We elaborated such argument addressing exclusively the reviewer´s previous argument that natural limb breaking produced spiral breaks on elephant long bones, which is correctly, as Haynes describes it, the only way not involving human agency that can generate a helicoidal spiral fracture on an elephant long bone. Non-human post-mortem processes on fresh bone do not generate these features. Neither have extant carnivores documented to produce these features on elephant bones.

Finally, in considering the authors' response on the Nyayanga material, I still find the basis for their dismissal of that evidence difficult to follow and the contrasting treatment of the Nyayanga and EAK evidence raises concerns about interpretive consistency. Plummer et al. (2023) specify that bone surface modifications were examined using low-power magnification (10×-40×) and strong light sources to identify modifications and that they attributed agency (e.g., hominin, carnivore) to modifications only after excluding possible alternatives. The rebuttal does not engage with the procedures reported. The existence of newer analytical techniques does not diminish the validity of long-standing methods that have been applied across many studies. It is also unclear why abrasion is presented as a more likely explanation than stone tool cutmarks. The authors dismiss the Nyayanga images as "blurry," but this is irrelevant to the interpretation, since the analysis was based on the fossils, not the photographs. The Nyayanga dataset is dismissed without a thorough engagement, while the EAK material, despite similar uncertainties and potential for alternative explanations, is treated as definitive.

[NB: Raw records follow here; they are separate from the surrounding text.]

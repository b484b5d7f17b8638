//! Moving Average Convergence Divergence (MACD).
//!
//! Line:   EMA(close, fast) - EMA(close, slow)
//! Signal: EMA(line, signal)
//!
//! EMAs are first-value seeded (see `series::ewm`), so both lines are defined
//! from the first bar.

use super::series::ewm;
use super::Indicator;
use crate::domain::bar::closes;
use crate::domain::Bar;

/// Which MACD line to compute.
#[derive(Debug, Clone, Copy, PartialEq, Eq)]
pub enum MacdLine {
    Macd,
    Signal,
}

#[derive(Debug, Clone)]
pub struct Macd {
    fast: usize,
    slow: usize,
    signal: usize,
    line: MacdLine,
    name: String,
}

impl Macd {
    pub fn new(fast: usize, slow: usize, signal: usize, line: MacdLine) -> Self {
        assert!(fast >= 1 && slow > fast, "MACD requires 1 <= fast < slow");
        assert!(signal >= 1, "MACD signal span must be >= 1");
        let label = match line {
            MacdLine::Macd => "line",
            MacdLine::Signal => "signal",
        };
        Self {
            fast,
            slow,
            signal,
            line,
            name: format!("macd_{label}_{fast}_{slow}_{signal}"),
        }
    }

    pub fn line(fast: usize, slow: usize, signal: usize) -> Self {
        Self::new(fast, slow, signal, MacdLine::Macd)
    }

    pub fn signal(fast: usize, slow: usize, signal: usize) -> Self {
        Self::new(fast, slow, signal, MacdLine::Signal)
    }
}

impl Indicator for Macd {
    fn name(&self) -> &str {
        &self.name
    }

    fn lookback(&self) -> usize {
        0
    }

    fn compute(&self, bars: &[Bar]) -> Vec<f64> {
        let closes = closes(bars);
        let fast = ewm(&closes, self.fast);
        let slow = ewm(&closes, self.slow);
        let line: Vec<f64> = fast.iter().zip(&slow).map(|(f, s)| f - s).collect();
        match self.line {
            MacdLine::Macd => line,
            MacdLine::Signal => ewm(&line, self.signal),
        }
    }
}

We believe the rebuttal engages with these arguments. The protocol “bone surface modifications were examined using low-power magnification (10×-40×) and strong light sources to identify modifications and that they attributed agency (e.g., hominin, carnivore) to modifications only after excluding possible alternatives” does not guarantee that any derived interpretation is correct. These methods have consistently been used for decades now in contexts in which different researchers draw different conclusions on the same marks. The underlying variables used are subjectively interpreted and tallied, and equifinal when not considering overlapping factors, such as sediment abrasion and trampling. As an example, the same marks on the Nyayanga hippo bones interpreted by the original authors as cut marks, we see them undifferentiable from trampling marks from the image evidence published.

It is clear in the final version of our article that the EAK evidence is not treated as definitive, since that would be dogmatic, and thus, non-scientific. We thank this reviewer for having given us the chance to reconsider our original phrasing.